(Entries taken from a collection)
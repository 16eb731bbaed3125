//! Conflict resolution for tier-4 candidates.
//!
//! Ambiguity is checked per left record first: when the best and
//! second-best candidate scores sit within the ambiguity margin, the group
//! is surfaced for manual review instead of being auto-committed. Remaining
//! candidates are assigned greedily in descending score order (first come,
//! first served on ties, keyed to input order) rather than by optimal
//! bipartite matching; this is a deliberate speed/complexity trade-off.

use std::collections::HashSet;

use tracing::debug;

use collate_model::{MatchConfig, MatchTier};

use crate::pipeline::{FuzzyCandidate, PipelineOutput};

/// A committed tier-4 pairing.
#[derive(Debug, Clone)]
pub(crate) struct ResolvedPair {
    pub left: usize,
    pub right: usize,
    pub tier: MatchTier,
    pub score: f64,
    pub matched_fields: Vec<String>,
}

/// An unresolved group: one left record with several near-equal candidates.
#[derive(Debug, Clone)]
pub(crate) struct AmbiguousGroup {
    pub left: usize,
    pub candidates: Vec<FuzzyCandidate>,
}

#[derive(Debug)]
pub(crate) struct Resolution {
    pub committed: Vec<ResolvedPair>,
    pub ambiguous: Vec<AmbiguousGroup>,
    pub unmatched_left: Vec<usize>,
}

pub(crate) fn resolve(
    output: &PipelineOutput,
    config: &MatchConfig,
    right_len: usize,
) -> Resolution {
    let mut taken_right = vec![false; right_len];
    for pair in &output.exact {
        taken_right[pair.right] = true;
    }

    // Split lefts by the ambiguity margin. Candidate lists arrive sorted
    // descending by score.
    let mut clear: Vec<(usize, &[FuzzyCandidate])> = Vec::new();
    let mut contested: Vec<(usize, &[FuzzyCandidate])> = Vec::new();
    let mut unmatched_left = Vec::new();
    for (left, candidates) in &output.fuzzy {
        if candidates.is_empty() {
            unmatched_left.push(*left);
        } else if is_ambiguous(candidates, config.ambiguity_margin) {
            contested.push((*left, candidates));
        } else {
            clear.push((*left, candidates));
        }
    }

    // Greedy global assignment over the clear lefts: highest score first,
    // ties broken by left then right input order.
    let mut edges: Vec<(usize, &FuzzyCandidate)> = clear
        .iter()
        .flat_map(|(left, candidates)| candidates.iter().map(move |c| (*left, c)))
        .collect();
    edges.sort_by(|a, b| {
        b.1.score
            .total_cmp(&a.1.score)
            .then(a.0.cmp(&b.0))
            .then(a.1.right.cmp(&b.1.right))
    });

    let mut committed = Vec::new();
    let mut taken_left: HashSet<usize> = HashSet::new();
    for (left, candidate) in edges {
        if taken_left.contains(&left) || taken_right[candidate.right] {
            continue;
        }
        if candidate.score < config.field_threshold {
            continue;
        }
        taken_left.insert(left);
        taken_right[candidate.right] = true;
        committed.push(ResolvedPair {
            left,
            right: candidate.right,
            tier: candidate.tier,
            score: candidate.score,
            matched_fields: candidate.matched_fields.clone(),
        });
    }
    for (left, _) in &clear {
        if !taken_left.contains(left) {
            unmatched_left.push(*left);
        }
    }

    // Contested lefts, in input order. Commits elsewhere may have consumed
    // some of their candidates; re-evaluate against what is still free.
    let mut ambiguous = Vec::new();
    for (left, candidates) in contested {
        let live: Vec<FuzzyCandidate> = candidates
            .iter()
            .filter(|c| !taken_right[c.right])
            .cloned()
            .collect();
        if live.is_empty() {
            unmatched_left.push(left);
        } else if is_ambiguous(&live, config.ambiguity_margin) {
            // Reserve every still-free candidate within the margin of the
            // best; the user decides.
            let best = live[0].score;
            let group: Vec<FuzzyCandidate> = live
                .into_iter()
                .filter(|c| best - c.score < config.ambiguity_margin)
                .collect();
            for candidate in &group {
                taken_right[candidate.right] = true;
            }
            ambiguous.push(AmbiguousGroup {
                left,
                candidates: group,
            });
        } else if live[0].score >= config.field_threshold {
            // A clear winner emerged once competing rights were consumed.
            taken_right[live[0].right] = true;
            committed.push(ResolvedPair {
                left,
                right: live[0].right,
                tier: live[0].tier,
                score: live[0].score,
                matched_fields: live[0].matched_fields.clone(),
            });
        } else {
            unmatched_left.push(left);
        }
    }

    unmatched_left.sort_unstable();
    debug!(
        committed = committed.len(),
        ambiguous = ambiguous.len(),
        unmatched = unmatched_left.len(),
        "conflict resolution complete"
    );
    Resolution {
        committed,
        ambiguous,
        unmatched_left,
    }
}

/// True when the top two scores are within the margin of each other.
fn is_ambiguous(candidates: &[FuzzyCandidate], margin: f64) -> bool {
    candidates.len() >= 2 && candidates[0].score - candidates[1].score < margin
}

#[cfg(test)]
mod tests {
    use collate_model::{FieldSpec, TextMetric};

    use super::*;
    use crate::pipeline::PipelineOutput;

    fn config() -> MatchConfig {
        MatchConfig::new(
            vec![FieldSpec::text("title", 1.0, TextMetric::JaroWinkler)],
            "title",
            vec!["title".to_string()],
        )
    }

    fn candidate(right: usize, score: f64) -> FuzzyCandidate {
        FuzzyCandidate {
            right,
            tier: MatchTier::MultiField,
            score,
            matched_fields: vec!["title".to_string()],
        }
    }

    fn output(fuzzy: Vec<(usize, Vec<FuzzyCandidate>)>) -> PipelineOutput {
        PipelineOutput {
            exact: Vec::new(),
            fuzzy,
        }
    }

    #[test]
    fn greedy_takes_the_globally_best_edge_first() {
        // Both lefts want r0; l1 scores higher and must win it, leaving l0
        // its weaker alternative.
        let out = output(vec![
            (0, vec![candidate(0, 0.80), candidate(1, 0.62)]),
            (1, vec![candidate(0, 0.97)]),
        ]);
        let resolution = resolve(&out, &config(), 2);

        assert_eq!(resolution.committed.len(), 2);
        let l1 = resolution
            .committed
            .iter()
            .find(|pair| pair.left == 1)
            .expect("l1 committed");
        assert_eq!(l1.right, 0);
        let l0 = resolution
            .committed
            .iter()
            .find(|pair| pair.left == 0)
            .expect("l0 committed");
        assert_eq!(l0.right, 1);
    }

    #[test]
    fn near_equal_candidates_are_flagged_ambiguous() {
        let out = output(vec![(0, vec![candidate(0, 0.75), candidate(1, 0.70)])]);
        let resolution = resolve(&out, &config(), 2);

        assert!(resolution.committed.is_empty());
        assert!(resolution.unmatched_left.is_empty());
        assert_eq!(resolution.ambiguous.len(), 1);
        assert_eq!(resolution.ambiguous[0].left, 0);
        assert_eq!(resolution.ambiguous[0].candidates.len(), 2);
    }

    #[test]
    fn distant_second_candidate_does_not_block_commit() {
        let out = output(vec![(0, vec![candidate(0, 0.90), candidate(1, 0.62)])]);
        let resolution = resolve(&out, &config(), 2);

        assert_eq!(resolution.committed.len(), 1);
        assert_eq!(resolution.committed[0].right, 0);
        assert!(resolution.ambiguous.is_empty());
    }

    #[test]
    fn group_shrunk_to_one_live_candidate_commits() {
        // l0 is contested between r0/r1, but l1 takes r1 outright, leaving
        // l0 a single live candidate.
        let out = output(vec![
            (0, vec![candidate(0, 0.72), candidate(1, 0.70)]),
            (1, vec![candidate(1, 0.95)]),
        ]);
        let resolution = resolve(&out, &config(), 2);

        assert_eq!(resolution.committed.len(), 2);
        assert!(resolution.ambiguous.is_empty());
        let l0 = resolution
            .committed
            .iter()
            .find(|pair| pair.left == 0)
            .expect("l0 committed");
        assert_eq!(l0.right, 0);
    }

    #[test]
    fn exact_pairs_reserve_their_rights() {
        let out = PipelineOutput {
            exact: vec![crate::pipeline::ExactPair {
                left: 0,
                right: 0,
                tier: MatchTier::ExactKey,
                score: 0.95,
                matched_fields: Vec::new(),
            }],
            fuzzy: vec![(1, vec![candidate(0, 0.9)])],
        };
        let resolution = resolve(&out, &config(), 1);

        assert!(resolution.committed.is_empty());
        assert_eq!(resolution.unmatched_left, vec![1]);
    }

    #[test]
    fn empty_candidate_list_is_unmatched() {
        let out = output(vec![(0, Vec::new())]);
        let resolution = resolve(&out, &config(), 0);
        assert_eq!(resolution.unmatched_left, vec![0]);
    }
}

- Exercise instructions: Locate the word "contains" in the records above, and return each line that has it.

- Task result:
        if taken_left.contains(&left) || taken_right[candidate.right] {
        if !taken_left.contains(left) {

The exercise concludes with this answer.